--- Records to process Enclosed Below ---

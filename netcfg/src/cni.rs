// SPDX-License-Identifier: Apache-2.0
// Copyright Open Network Fabric Authors

//! CNI integration artifacts written by the minion role.

use crate::NetcfgError;
use ipnet::Ipv4Net;
use serde::Serialize;
use std::path::{Path, PathBuf};
use tracing::info;

/// Default directory for CNI network configuration files.
pub const DEFAULT_CONF_DIR: &str = "/etc/cni/net.d";
/// File name of the descriptor written by this tool.
pub const CONF_FILE: &str = "10-overlay.conf";
/// Plugin type named in the descriptor.
pub const PLUGIN_TYPE: &str = "overlay-cni";

/// IPAM section of the CNI descriptor.
#[derive(Debug, Clone, Serialize)]
pub struct IpamConf {
    /// IPAM plugin type.
    #[serde(rename = "type")]
    pub plugin_type: String,
    /// Subnet addresses are handed out from.
    pub subnet: Ipv4Net,
}

/// The node-local CNI network descriptor.
#[derive(Debug, Clone, Serialize)]
#[serde(rename_all = "camelCase")]
pub struct NetConf {
    /// Network name.
    pub name: String,
    /// Plugin type.
    #[serde(rename = "type")]
    pub plugin_type: String,
    /// Integration bridge the plugin attaches pods to.
    pub bridge: String,
    /// Whether the bridge acts as a gateway.
    pub is_gateway: bool,
    /// Whether the plugin masquerades egress traffic.
    pub ip_masq: bool,
    /// IPAM section.
    pub ipam: IpamConf,
}

impl NetConf {
    /// Descriptor for a node's subnet on the integration bridge.
    #[must_use]
    pub fn for_node(bridge: &str, node_subnet: Ipv4Net) -> NetConf {
        NetConf {
            name: "overlay".to_string(),
            plugin_type: PLUGIN_TYPE.to_string(),
            bridge: bridge.to_string(),
            is_gateway: true,
            ip_masq: false,
            ipam: IpamConf {
                plugin_type: "host-local".to_string(),
                subnet: node_subnet,
            },
        }
    }
}

/// Write the descriptor into a CNI configuration directory.
///
/// # Errors
///
/// [`NetcfgError::Io`] when the directory or file cannot be written.
pub fn write_netconf(conf_dir: &Path, conf: &NetConf) -> Result<PathBuf, NetcfgError> {
    std::fs::create_dir_all(conf_dir).map_err(|err| NetcfgError::Io {
        path: conf_dir.to_path_buf(),
        err,
    })?;
    let path = conf_dir.join(CONF_FILE);
    let body = serde_json::to_string_pretty(conf).unwrap_or_else(|_| unreachable!());
    std::fs::write(&path, body).map_err(|err| NetcfgError::Io {
        path: path.clone(),
        err,
    })?;
    info!("wrote CNI descriptor {}", path.display());
    Ok(path)
}

/// Link the CNI plugin binary into a plugin directory, tolerating an
/// existing link.
///
/// # Errors
///
/// [`NetcfgError::Io`] when the link cannot be created.
pub fn install_plugin(source: &Path, plugin_dir: &Path) -> Result<(), NetcfgError> {
    std::fs::create_dir_all(plugin_dir).map_err(|err| NetcfgError::Io {
        path: plugin_dir.to_path_buf(),
        err,
    })?;
    let Some(file_name) = source.file_name() else {
        return Err(NetcfgError::Io {
            path: source.to_path_buf(),
            err: std::io::Error::from(std::io::ErrorKind::InvalidInput),
        });
    };
    let target = plugin_dir.join(file_name);
    match std::os::unix::fs::symlink(source, &target) {
        Ok(()) => Ok(()),
        Err(err) if err.kind() == std::io::ErrorKind::AlreadyExists => Ok(()),
        Err(err) => Err(NetcfgError::Io { path: target, err }),
    }
}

--- End of Enclosed Records to process ---

- Exercise goal
Your reply should contain each entry, copied without alteration.

- Reply
filename netcfg/src/cni.rs
// SPDX-License-Identifier: Apache-2.0
// Copyright Open Network Fabric Authors

//! CNI integration artifacts written by the minion role.

use crate::NetcfgError;
use ipnet::Ipv4Net;
use serde::Serialize;
use std::path::{Path, PathBuf};
use tracing::info;

/// Default directory for CNI network configuration files.
pub const DEFAULT_CONF_DIR: &str = "/etc/cni/net.d";
/// File name of the descriptor written by this tool.
pub const CONF_FILE: &str = "10-overlay.conf";
/// Plugin type named in the descriptor.
pub const PLUGIN_TYPE: &str = "overlay-cni";

/// IPAM section of the CNI descriptor.
#[derive(Debug, Clone, Serialize)]
pub struct IpamConf {
    /// IPAM plugin type.
    #[serde(rename = "type")]
    pub plugin_type: String,
    /// Subnet addresses are handed out from.
    pub subnet: Ipv4Net,
}

/// The node-local CNI network descriptor.
#[derive(Debug, Clone, Serialize)]
#[serde(rename_all = "camelCase")]
pub struct NetConf {
    /// Network name.
    pub name: String,
    /// Plugin type.
    #[serde(rename = "type")]
    pub plugin_type: String,
    /// Integration bridge the plugin attaches pods to.
    pub bridge: String,
    /// Whether the bridge acts as a gateway.
    pub is_gateway: bool,
    /// Whether the plugin masquerades egress traffic.
    pub ip_masq: bool,
    /// IPAM section.
    pub ipam: IpamConf,
}

impl NetConf {
    /// Descriptor for a node's subnet on the integration bridge.
    #[must_use]
    pub fn for_node(bridge: &str, node_subnet: Ipv4Net) -> NetConf {
        NetConf {
            name: "overlay".to_string(),
            plugin_type: PLUGIN_TYPE.to_string(),
            bridge: bridge.to_string(),
            is_gateway: true,
            ip_masq: false,
            ipam: IpamConf {
                plugin_type: "host-local".to_string(),
                subnet: node_subnet,
            },
        }
    }
}

/// Write the descriptor into a CNI configuration directory.
///
/// # Errors
///
/// [`NetcfgError::Io`] when the directory or file cannot be written.
pub fn write_netconf(conf_dir: &Path, conf: &NetConf) -> Result<PathBuf, NetcfgError> {
    std::fs::create_dir_all(conf_dir).map_err(|err| NetcfgError::Io {
        path: conf_dir.to_path_buf(),
        err,
    })?;
    let path = conf_dir.join(CONF_FILE);
    let body = serde_json::to_string_pretty(conf).unwrap_or_else(|_| unreachable!());
    std::fs::write(&path, body).map_err(|err| NetcfgError::Io {
        path: path.clone(),
        err,
    })?;
    info!("wrote CNI descriptor {}", path.display());
    Ok(path)
}

/// Link the CNI plugin binary into a plugin directory, tolerating an
/// existing link.
///
/// # Errors
///
/// [`NetcfgError::Io`] when the link cannot be created.
pub fn install_plugin(source: &Path, plugin_dir: &Path) -> Result<(), NetcfgError> {
    std::fs::create_dir_all(plugin_dir).map_err(|err| NetcfgError::Io {
        path: plugin_dir.to_path_buf(),
        err,
    })?;
    let Some(file_name) = source.file_name() else {
        return Err(NetcfgError::Io {
            path: source.to_path_buf(),
            err: std::io::Error::from(std::io::ErrorKind::InvalidInput),
        });
    };
    let target = plugin_dir.join(file_name);
    match std::os::unix::fs::symlink(source, &target) {
        Ok(()) => Ok(()),
        Err(err) if err.kind() == std::io::ErrorKind::AlreadyExists => Ok(()),
        Err(err) => Err(NetcfgError::Io { path: target, err }),
    }
}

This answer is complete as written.